* **ACTIVITY**
Work through the data and report how many lines include the string "index", giving the number alone.

* **PROVIDED ENTRIES**
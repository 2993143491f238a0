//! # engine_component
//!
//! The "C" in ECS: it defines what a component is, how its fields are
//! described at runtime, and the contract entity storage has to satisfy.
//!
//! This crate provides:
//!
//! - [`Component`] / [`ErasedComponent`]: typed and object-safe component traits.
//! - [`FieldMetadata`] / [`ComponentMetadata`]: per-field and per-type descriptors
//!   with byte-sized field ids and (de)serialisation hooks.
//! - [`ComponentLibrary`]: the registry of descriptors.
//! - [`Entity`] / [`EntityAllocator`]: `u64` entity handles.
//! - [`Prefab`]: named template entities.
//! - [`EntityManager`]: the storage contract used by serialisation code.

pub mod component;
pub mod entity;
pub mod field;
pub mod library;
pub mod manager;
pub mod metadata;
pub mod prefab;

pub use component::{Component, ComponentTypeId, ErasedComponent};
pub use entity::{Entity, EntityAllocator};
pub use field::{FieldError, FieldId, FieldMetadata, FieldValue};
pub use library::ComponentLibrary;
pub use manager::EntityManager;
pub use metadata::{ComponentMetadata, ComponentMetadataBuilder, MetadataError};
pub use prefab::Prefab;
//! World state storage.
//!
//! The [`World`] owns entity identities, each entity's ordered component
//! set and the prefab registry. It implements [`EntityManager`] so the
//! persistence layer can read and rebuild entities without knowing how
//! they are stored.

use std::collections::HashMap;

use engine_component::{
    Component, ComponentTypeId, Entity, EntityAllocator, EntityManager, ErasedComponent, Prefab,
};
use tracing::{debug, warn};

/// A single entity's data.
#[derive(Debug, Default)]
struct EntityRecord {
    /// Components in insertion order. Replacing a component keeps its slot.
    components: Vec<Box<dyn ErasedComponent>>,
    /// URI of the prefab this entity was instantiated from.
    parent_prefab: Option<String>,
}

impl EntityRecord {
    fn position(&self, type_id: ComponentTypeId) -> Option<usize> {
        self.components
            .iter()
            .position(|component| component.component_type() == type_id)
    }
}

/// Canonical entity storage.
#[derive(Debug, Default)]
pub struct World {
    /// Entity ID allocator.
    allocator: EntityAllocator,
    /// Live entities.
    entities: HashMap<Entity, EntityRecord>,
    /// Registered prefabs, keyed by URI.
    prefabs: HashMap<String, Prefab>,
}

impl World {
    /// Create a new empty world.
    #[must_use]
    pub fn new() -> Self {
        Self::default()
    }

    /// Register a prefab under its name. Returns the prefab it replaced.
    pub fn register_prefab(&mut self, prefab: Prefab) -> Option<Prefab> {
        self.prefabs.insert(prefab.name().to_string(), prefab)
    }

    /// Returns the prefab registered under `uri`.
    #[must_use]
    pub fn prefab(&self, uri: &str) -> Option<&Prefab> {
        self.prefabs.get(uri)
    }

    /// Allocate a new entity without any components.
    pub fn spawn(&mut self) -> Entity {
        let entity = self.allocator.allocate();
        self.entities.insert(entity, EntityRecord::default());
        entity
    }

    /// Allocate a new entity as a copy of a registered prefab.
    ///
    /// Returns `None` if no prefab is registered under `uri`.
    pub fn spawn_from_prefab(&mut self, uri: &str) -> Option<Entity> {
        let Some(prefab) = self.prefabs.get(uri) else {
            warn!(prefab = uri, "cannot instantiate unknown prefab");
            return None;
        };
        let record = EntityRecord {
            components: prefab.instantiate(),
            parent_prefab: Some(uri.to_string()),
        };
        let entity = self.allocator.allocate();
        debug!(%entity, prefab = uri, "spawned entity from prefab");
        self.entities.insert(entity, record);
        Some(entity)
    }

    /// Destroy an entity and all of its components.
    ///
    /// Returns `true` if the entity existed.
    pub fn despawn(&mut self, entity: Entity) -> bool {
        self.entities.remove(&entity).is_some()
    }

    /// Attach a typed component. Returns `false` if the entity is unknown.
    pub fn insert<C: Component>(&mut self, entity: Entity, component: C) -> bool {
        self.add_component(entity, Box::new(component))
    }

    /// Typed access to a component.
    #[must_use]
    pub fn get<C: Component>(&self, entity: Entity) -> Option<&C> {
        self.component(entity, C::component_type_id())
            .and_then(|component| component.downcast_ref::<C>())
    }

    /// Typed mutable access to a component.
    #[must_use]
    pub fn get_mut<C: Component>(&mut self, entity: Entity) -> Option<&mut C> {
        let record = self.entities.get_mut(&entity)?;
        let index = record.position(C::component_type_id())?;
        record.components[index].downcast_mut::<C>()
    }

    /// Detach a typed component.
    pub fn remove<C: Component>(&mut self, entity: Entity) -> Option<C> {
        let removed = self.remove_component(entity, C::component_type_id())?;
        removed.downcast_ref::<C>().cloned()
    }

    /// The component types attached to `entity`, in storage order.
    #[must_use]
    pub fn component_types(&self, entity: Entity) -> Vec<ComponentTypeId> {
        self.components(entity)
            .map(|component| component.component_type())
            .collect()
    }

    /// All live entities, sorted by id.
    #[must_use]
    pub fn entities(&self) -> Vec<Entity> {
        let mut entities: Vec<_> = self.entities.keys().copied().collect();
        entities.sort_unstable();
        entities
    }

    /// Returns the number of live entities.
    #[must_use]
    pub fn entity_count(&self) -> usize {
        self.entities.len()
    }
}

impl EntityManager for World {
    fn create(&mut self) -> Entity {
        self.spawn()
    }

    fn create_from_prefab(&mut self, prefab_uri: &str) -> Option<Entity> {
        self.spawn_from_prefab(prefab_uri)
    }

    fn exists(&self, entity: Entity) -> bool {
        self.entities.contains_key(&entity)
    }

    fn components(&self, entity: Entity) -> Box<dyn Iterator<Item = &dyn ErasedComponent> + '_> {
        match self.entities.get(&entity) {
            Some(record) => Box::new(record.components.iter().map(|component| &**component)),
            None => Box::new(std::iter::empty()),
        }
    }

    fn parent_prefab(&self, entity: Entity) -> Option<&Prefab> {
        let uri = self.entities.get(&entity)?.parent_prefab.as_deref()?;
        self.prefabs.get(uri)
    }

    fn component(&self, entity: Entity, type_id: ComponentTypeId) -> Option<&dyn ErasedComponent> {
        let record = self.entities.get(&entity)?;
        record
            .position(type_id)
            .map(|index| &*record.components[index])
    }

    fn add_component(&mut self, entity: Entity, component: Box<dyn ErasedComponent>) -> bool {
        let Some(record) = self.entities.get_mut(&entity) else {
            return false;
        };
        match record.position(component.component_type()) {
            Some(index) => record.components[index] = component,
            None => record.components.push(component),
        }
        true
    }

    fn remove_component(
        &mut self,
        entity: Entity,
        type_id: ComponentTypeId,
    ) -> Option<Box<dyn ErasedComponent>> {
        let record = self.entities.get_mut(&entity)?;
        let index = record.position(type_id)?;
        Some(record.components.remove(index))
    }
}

* **RESPONSE**
6